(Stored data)
################

mod error;
mod handlers;
pub mod middleware;

use std::sync::Arc;

use anyhow::Result;
use axum::{
    middleware::{from_fn, from_fn_with_state},
    routing::{get, post},
    Router,
};
use tower_http::{cors::CorsLayer, trace::TraceLayer};

use crate::anomaly::AnomalyDetector;
use crate::cache::ResponseCache;
use crate::chat::{Assistant, OpenAiAssistant};
use crate::config::{AnomalyConfig, Config};
use crate::db::Database;
use crate::metrics::{self, Metrics};
use crate::slack::{SlackBot, SlackClient};

pub use error::ApiError;
pub use middleware::{client_ip, SecurityConfig};

/// Everything the handlers share.
#[derive(Clone)]
pub struct AppState {
    pub db: Database,
    pub cache: ResponseCache,
    pub assistant: Arc<dyn Assistant>,
    pub detector: Arc<AnomalyDetector>,
    pub metrics: Metrics,
    pub security: SecurityConfig,
    pub slack: Option<Arc<SlackBot>>,
}

impl AppState {
    /// Defaults: one-hour cache, default detector, no auth, no Slack.
    pub fn new(db: Database, assistant: Arc<dyn Assistant>) -> Result<Self> {
        let detector = AnomalyDetector::new(db.clone(), &AnomalyConfig::default());
        Ok(Self {
            db,
            cache: ResponseCache::new(std::time::Duration::from_secs(3600)),
            assistant,
            detector: Arc::new(detector),
            metrics: Metrics::new()?,
            security: SecurityConfig::disabled(),
            slack: None,
        })
    }

    pub fn from_config(config: &Config, db: Database) -> Result<Self> {
        let assistant: Arc<dyn Assistant> = Arc::new(OpenAiAssistant::new(&config.openai));
        let cache = if config.cache.enabled {
            ResponseCache::new(config.cache_ttl())
        } else {
            ResponseCache::disabled()
        };
        let slack = config.slack.token.as_ref().map(|token| {
            Arc::new(SlackBot::new(SlackClient::new(
                config.slack.base_url.clone(),
                token.clone(),
            )))
        });

        Ok(Self {
            detector: Arc::new(AnomalyDetector::new(db.clone(), &config.anomaly)),
            cache,
            security: SecurityConfig::from_config(&config.auth),
            slack,
            ..Self::new(db, assistant)?
        })
    }

    pub fn with_security(mut self, security: SecurityConfig) -> Self {
        self.security = security;
        self
    }

    pub fn with_cache(mut self, cache: ResponseCache) -> Self {
        self.cache = cache;
        self
    }

    pub fn with_slack(mut self, bot: SlackBot) -> Self {
        self.slack = Some(Arc::new(bot));
        self
    }
}

pub fn create_router(state: AppState) -> Router {
    let protected = Router::new()
        .route("/logs", get(handlers::get_logs))
        .route("/anomalies", get(handlers::anomalies))
        .route("/retrain", post(handlers::retrain))
        .route_layer(from_fn_with_state(
            state.security.clone(),
            middleware::auth_middleware,
        ));

    let mut app = Router::new()
        .route("/", get(handlers::index))
        .route("/health", get(handlers::health))
        .route("/login", post(handlers::login))
        .route("/chat", post(handlers::chat))
        .route("/metrics", get(handlers::metrics))
        .merge(protected);

    if state.slack.is_some() {
        app = app.route("/slack/events", post(handlers::slack_events));
    }

    // Rejections from the rate limiter are still counted and audited.
    if let Some(limiter) = state.security.rate_limiter.clone() {
        app = app.layer(from_fn_with_state(limiter, middleware::rate_limit_middleware));
    }

    let app = app
        .layer(from_fn_with_state(
            state.metrics.clone(),
            metrics::track_requests,
        ))
        .layer(from_fn(crate::compliance::audit_requests));

    app.layer(TraceLayer::new_for_http())
        .layer(CorsLayer::permissive())
        .with_state(state)
}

################

[ACTIVITY]
Your answer must be a copy of every line in the data above that holds the string "limiter".

[TASK OUTPUT]
    // Rejections from the rate limiter are still counted and audited.
    if let Some(limiter) = state.security.rate_limiter.clone() {
        app = app.layer(from_fn_with_state(limiter, middleware::rate_limit_middleware));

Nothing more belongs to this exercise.